Valyooo, nice list of potential value traps - I believe they all deserve a close second look to make sure they are NOT dead money going forward.  I'd personally put MSFT and CSCO ahead of the others as well.  

I'm intrigued by RIMM, but anecdotally (among my 20s and 30s friends), I don't know a single person that actually wants a Blackberry.  They all want the iPhone or are willing to settle for  Android phones.  I've also recently seen an article that showed some people getting iPhones to work with work e-mail.  RIMM supposedly has dominated the business space, but if it loses power in that niche, I think its business is permanently impaired (deserving a low multiple in turn).

Still, it's so cheap that it's priced for a steady and strong decline in business results.  If RIMM can pull off mediocre results, it deserves to go up.  Ah, the beauty of stocks priced for death.

There are, of course, major problems with the others:

SPLS is the best-of-breed in a dying industry competing with OMX and ODP and I believe all three long-term have had their growth rates seriously impaired.  Even at SPLS, I've been attacked by lonely salesmen in empty stores, hungry to help the 3 customers in the store.  If the best-of-breed operator is struggling like that, the industry is in trouble.  Still, they produce decent cash flow and I'd worry about OMX/ODP before I worried about SPLS.

BBY? I believe it has nothing to offer to me - I often go there, am appalled at the prices knowing I could buy the same things on Amazon, Newegg, or some other site for cheaper, and then leave.  I'll only go if there's a big sale, which does nothing but provide low margin sales and doesn't do much for the bottom line. 

It offers commoditized products while having to deal with all that overhead - I buy most stuff online and when I finally go into the store to buy something (like a TV), I'll only buy when there's a massive sale.  What kind of business model is that? I'm a DIY guy in terms of computers and entertainment stuff, so their people provide no value whatsoever to me. 

Still, I believe the only way BBY survives long haul is to add that value to the in-store experience, so that people would rather go to these brick-and-mortar stores rather than buy stuff online.  

MSFT is not great, either.  Its core Windows and Office segments are under siege by cheaper, free offerings.  If some cheap (or free) office suites can gain traction with businesses, MSFT's core businesses can be impaired. I'm not sure that happens, but it's a real fear and I'm curious to see how MSFT reacts.

Still, I believe MSFT's gaming division is now solidly profitable and doing quite well and its cloud computing software is attempting to disrupt others such as CRM (as opposed to being the disruptee like in its core businesses).  My understanding is that once a company is set up with CRM's stuff, it's somewhat sticky and businesses are unwilling to switch so readily.  Still, MSFT can compete for new customers, potentially impairing growth rates for CRM.  

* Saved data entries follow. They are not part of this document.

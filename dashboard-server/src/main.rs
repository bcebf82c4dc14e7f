//! Threat Dashboard Server
//!
//! Serves the dashboard page with its wasm widget bundle and the
//! `/api/threat-map` feed the map widget polls.
//!
//! # Architecture
//!
//! ```text
//! ┌─────────────────────────────────────────────────────────────┐
//! │                    THREAT DASHBOARD                         │
//! ├─────────────────────────────────────────────────────────────┤
//! │  ┌───────────┐  ┌───────────────┐  ┌─────────────────────┐ │
//! │  │  Static   │  │  Threat Map   │  │  Health             │ │
//! │  │  (ServeDir)│ │  (/api/...)   │  │                     │ │
//! │  └───────────┘  └───────┬───────┘  └─────────────────────┘ │
//! │                         ▼                                   │
//! │                ┌─────────────────┐                         │
//! │                │ AbuseIPDB API   │                         │
//! │                └─────────────────┘                         │
//! └─────────────────────────────────────────────────────────────┘
//! ```

mod config;
mod error;
mod handlers;
mod models;
mod services;

use axum::{
    Router,
    routing::{any, get},
};
use tower_http::{
    cors::{CorsLayer, Any},
    trace::TraceLayer,
    compression::CompressionLayer,
    services::ServeDir,
};
use tracing_subscriber::{layer::SubscriberExt, util::SubscriberInitExt};
use std::net::SocketAddr;

use services::abuseipdb::AbuseIpDbClient;

#[tokio::main]
async fn main() -> anyhow::Result<()> {
    // Load configuration
    dotenvy::dotenv().ok();
    let config = config::Config::from_env();

    // Initialize logging
    let filter = tracing_subscriber::EnvFilter::try_from_default_env()
        .unwrap_or_else(|_| "dashboard_server=debug,tower_http=debug".into());
    if config.is_production() {
        tracing_subscriber::registry()
            .with(filter)
            .with(tracing_subscriber::fmt::layer().json())
            .init();
    } else {
        tracing_subscriber::registry()
            .with(filter)
            .with(tracing_subscriber::fmt::layer())
            .init();
    }

    tracing::info!("Threat Dashboard Server starting...");
    tracing::info!("Static files: {}", config.static_dir);
    if config.abuseipdb_api_key.is_none() {
        tracing::warn!("ABUSEIPDB_API_KEY not set, /api/threat-map will return []");
    }

    // Build application state
    let state = AppState::new(config.clone())?;

    // Build router
    let app = create_router(state);

    // Start server
    let addr = SocketAddr::from(([0, 0, 0, 0], config.port));
    tracing::info!("🚀 Server listening on http://{}", addr);

    let listener = tokio::net::TcpListener::bind(addr).await?;
    axum::serve(listener, app).await?;

    Ok(())
}

/// Shared application state
#[derive(Clone)]
pub struct AppState {
    pub config: config::Config,
    pub threat_intel: AbuseIpDbClient,
}

impl AppState {
    pub fn new(config: config::Config) -> anyhow::Result<Self> {
        let threat_intel = AbuseIpDbClient::new(&config)?;
        Ok(Self { config, threat_intel })
    }
}

/// Create the main router with all routes
fn create_router(state: AppState) -> Router {
    let static_files = ServeDir::new(&state.config.static_dir);

    let api_routes = Router::new()
        .route("/api/threat-map", get(handlers::threat_map::list))
        .route("/api/*path", any(handlers::api_not_found));

    Router::new()
        .route("/health", get(handlers::health::check))
        .merge(api_routes)
        .fallback_service(static_files)
        .layer(CompressionLayer::new())
        .layer(TraceLayer::new_for_http())
        .layer(
            CorsLayer::new()
                .allow_origin(Any)
                .allow_methods(Any)
                .allow_headers(Any)
        )
        .with_state(state)
}

#[cfg(test)]
mod tests {
    use super::*;
    use axum::{
        body::{to_bytes, Body},
        http::{Request, StatusCode},
    };
    use tower::ServiceExt;

    fn test_app(static_dir: &str) -> Router {
        let config = config::Config {
            static_dir: static_dir.to_string(),
            ..config::Config::default()
        };
        create_router(AppState::new(config).unwrap())
    }

    async fn get_json(app: Router, uri: &str) -> (StatusCode, serde_json::Value) {
        let response = app
            .oneshot(Request::builder().uri(uri).body(Body::empty()).unwrap())
            .await
            .unwrap();
        let status = response.status();
        let bytes = to_bytes(response.into_body(), usize::MAX).await.unwrap();
        (status, serde_json::from_slice(&bytes).unwrap())
    }

    #[tokio::test]
    async fn test_threat_map_empty_without_key() {
        let (status, body) = get_json(test_app("static"), "/api/threat-map").await;
        assert_eq!(status, StatusCode::OK);
        assert_eq!(body, serde_json::json!([]));
    }

    #[tokio::test]
    async fn test_health() {
        let (status, body) = get_json(test_app("static"), "/health").await;
        assert_eq!(status, StatusCode::OK);
        assert_eq!(body["status"], "healthy");
        assert_eq!(body["threat_feed"], false);
    }

    #[tokio::test]
    async fn test_unknown_api_route_is_json_404() {
        let (status, body) = get_json(test_app("static"), "/api/nope").await;
        assert_eq!(status, StatusCode::NOT_FOUND);
        assert_eq!(body["status"], 404);
        assert_eq!(body["error"], "Route not found");
    }

    #[tokio::test]
    async fn test_serves_static_files() {
        let dir = std::env::temp_dir().join(format!("dashboard-static-{}", std::process::id()));
        std::fs::create_dir_all(&dir).unwrap();
        std::fs::write(dir.join("index.html"), "<html>dashboard</html>").unwrap();

        let app = test_app(dir.to_str().unwrap());
        let response = app
            .oneshot(Request::builder().uri("/").body(Body::empty()).unwrap())
            .await
            .unwrap();
        assert_eq!(response.status(), StatusCode::OK);

        let bytes = to_bytes(response.into_body(), usize::MAX).await.unwrap();
        assert_eq!(&bytes[..], b"<html>dashboard</html>");

        std::fs::remove_dir_all(&dir).ok();
    }
}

It's priced for negative growth as well and I bet MSFT produces so much cash and buys back so much stock (at good levels currently) that I can't imagine negative growth rates being the correct amount.  I believe MSFT overpaid terribly for Skype and will probably do another "head scratcher" in the next year or two, but I also look at trailing FCF of over $24 billion.  That's sick.  The stock's priced as if it'll throw away $8.5 billion every year.  I don't think they will waste that much every year...

CSCO? People say JNPR and others are stealing market share.  It's true that the business is under siege, but I'm impressed CSCO has grown earnings and FCF as it has in the last decade while being so poorly run.  It's just now realizing that things such as bureaucratic committees are dumb (oh, really??)

I bet CSCO refocuses itself successfully and fights to keep market share on its core segments.  The previously high gross margins are a thing of the past - there is competition now and I believe a refocused CSCO will not grow negative 2% or whatever is priced into the stock right now. 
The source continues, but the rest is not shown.